For the entries below, report every line that includes the word "default".
---*---
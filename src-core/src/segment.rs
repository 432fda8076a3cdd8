use crate::config::ParserConfig;
use log::debug;

pub const HAND_MARKER: &str = "Poker Hand #";
pub const HOLE_CARDS_MARKER: &str = "*** HOLE CARDS ***";

/// Splits a raw log into hand blocks at each `Poker Hand #` marker.
///
/// The marker stays at the start of its block. Blocks under
/// `min_block_len` characters are dropped as fragments; this is a length
/// heuristic, not a structural check. With `require_hole_cards_section`
/// set, blocks without a `*** HOLE CARDS ***` line are dropped as well.
pub fn split_into_hands_with<'a>(full_text: &'a str, config: &ParserConfig) -> Vec<&'a str> {
    debug!("split_into_hands called with {} bytes", full_text.len());

    let mut starts: Vec<usize> = full_text.match_indices(HAND_MARKER).map(|(i, _)| i).collect();
    if starts.first() != Some(&0) {
        starts.insert(0, 0);
    }

    let mut blocks = Vec::new();
    for (idx, &start) in starts.iter().enumerate() {
        let end = starts.get(idx + 1).copied().unwrap_or(full_text.len());
        let raw = &full_text[start..end];
        let block = raw.trim();

        if block.is_empty() {
            continue;
        }
        if raw.chars().count() < config.min_block_len {
            debug!("block {}: skipped short fragment ({} bytes)", idx, raw.len());
            continue;
        }
        if config.require_hole_cards_section && !block.contains(HOLE_CARDS_MARKER) {
            debug!("block {}: skipped, no hole cards section", idx);
            continue;
        }
        blocks.push(block);
    }

    blocks
}

pub fn split_into_hands(full_text: &str) -> Vec<&str> {
    split_into_hands_with(full_text, &ParserConfig::default())
}

#[cfg(test)]
mod tests {
    use super::*;

    fn padded_hand(id: &str) -> String {
        format!(
            "Poker Hand #{}: Tournament #1, Hold'em No Limit - Level1(10/20)\n{}\n*** HOLE CARDS ***\nDealt to Hero [Ah Ks]\n",
            id,
            "Seat 1: Hero (1,000 in chips)\n".repeat(4)
        )
    }

    #[test]
    fn test_split_keeps_marker_and_order() {
        let text = format!("{}\n\n{}", padded_hand("A1"), padded_hand("B2"));
        let blocks = split_into_hands(&text);

        assert_eq!(blocks.len(), 2);
        assert!(blocks[0].starts_with("Poker Hand #A1:"));
        assert!(blocks[1].starts_with("Poker Hand #B2:"));
        assert!(!blocks[0].ends_with('\n'), "blocks are trimmed");
    }

    #[test]
    fn test_preamble_and_short_fragments_are_dropped() {
        let text = format!(
            "exported by client v2\n{}Poker Hand #X: truncated\n",
            padded_hand("A1")
        );
        let blocks = split_into_hands(&text);

        assert_eq!(blocks.len(), 1);
        assert!(blocks[0].starts_with("Poker Hand #A1:"));
    }

    #[test]
    fn test_long_preamble_without_marker_is_kept_as_block() {
        let noise = "x".repeat(150);
        let blocks = split_into_hands(&noise);
        assert_eq!(blocks, vec![noise.as_str()]);
    }

    #[test]
    fn test_require_hole_cards_section() {
        let no_cards = format!("Poker Hand #N1: {}", "Seat 1: Hero (1,000 in chips)\n".repeat(5));
        let text = format!("{}{}", no_cards, padded_hand("A1"));

        assert_eq!(split_into_hands(&text).len(), 2);

        let strict = ParserConfig {
            require_hole_cards_section: true,
            ..ParserConfig::default()
        };
        let blocks = split_into_hands_with(&text, &strict);
        assert_eq!(blocks.len(), 1);
        assert!(blocks[0].starts_with("Poker Hand #A1:"));
    }

    #[test]
    fn test_empty_input() {
        assert!(split_into_hands("").is_empty());
        assert!(split_into_hands("   \n\n  ").is_empty());
    }
}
---*---
• WRITTEN RESPONSE:
    split_into_hands_with(full_text, &ParserConfig::default())
            ..ParserConfig::default()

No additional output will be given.